The most recent literature data on Italian adolescents that investigate health-related behaviours come from the Health Behaviour in School-aged Children (HSBC) surveillance system that monitors Italian adolescents aged 11–17 years old [40]. A shift has been observed towards poor dietary habits and incorrect lifestyles. As this age range does not coincide with our classification, it could be difficult to compare the data. Indeed, three age groups—younger adolescents (10–14 years old), older adolescents (15–19 years old), and young adults (20–24 years old) [2,3]—each of them experiencing distinct developmental milestones and challenges—have been considered in the present research, whose aim is to provide a comprehensive overview of the demographic and lifestyle characteristics of adolescents, highlighting unhealthy dietary habits and sedentary behaviours.

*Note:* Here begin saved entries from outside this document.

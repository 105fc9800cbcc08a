//! Version parsing helpers.
//!
//! Registries report versions as loose strings: dependency declarations
//! often carry a range prefix (`^0.4.0`, `~1.2.3`) and some tags carry a
//! leading `v`. Everything past this module works with [`semver::Version`].

use crate::{Error, Result};
use semver::Version;

/// Parse a strict semantic version.
///
/// # Errors
///
/// Returns [`Error::InvalidVersion`] if `value` is not a valid version.
pub fn parse(value: &str) -> Result<Version> {
    Version::parse(value.trim()).map_err(|e| Error::InvalidVersion {
        value: value.to_string(),
        message: e.to_string(),
    })
}

/// Strip a leading `^`, `~`, `=` or `v` range marker.
#[must_use]
pub fn strip_range(value: &str) -> &str {
    value
        .trim()
        .trim_start_matches(['^', '~', '='])
        .trim_start_matches('v')
}

/// Parse a version after removing range markers, or `None` if it still
/// does not parse.
#[must_use]
pub fn parse_lenient(value: &str) -> Option<Version> {
    Version::parse(strip_range(value)).ok()
}

/// Whether `version` is at least `minimum`. An absent bound is always met.
#[must_use]
pub fn at_least(version: &Version, minimum: Option<&Version>) -> bool {
    minimum.is_none_or(|min| version >= min)
}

The results for the anthropometric status reveal significant differences across the age groups. Most of the underweight participants were 10–14, while the overweight and obese participants were mainly young adults. It is important to underline that self-reported weight and height might not correspond to the true physiological values: self-reported height tends to be slightly overestimated, and weight underestimated, resulting in an underestimation of the BMI. However, the use of self-reported anthropometric measurements can be used for weight classification purposes [41]. Is it noteworthy that about 38.0% of the volunteers did not know or remember their anthropometric measurements, and for them it was impossible to determine their BMI. The high percentage of “Don’t know” responses (43.4% for younger adolescents) indicates a lack of body awareness among this group, which could be linked to developmental factors or insufficient education on health-related topics. Studies indicate that interventions aimed at increasing health literacy can significantly improve people’s knowledge about body awareness and the related health risks among adolescents [42,43]. This indicates that enhancing the education around this issue could mitigate the high percentage of “Don’t know” responses by fostering a more informed adolescent population. The lack of awareness about the BMI can result in poor dietary choices and physical inactivity, increasing the health risks [42,43].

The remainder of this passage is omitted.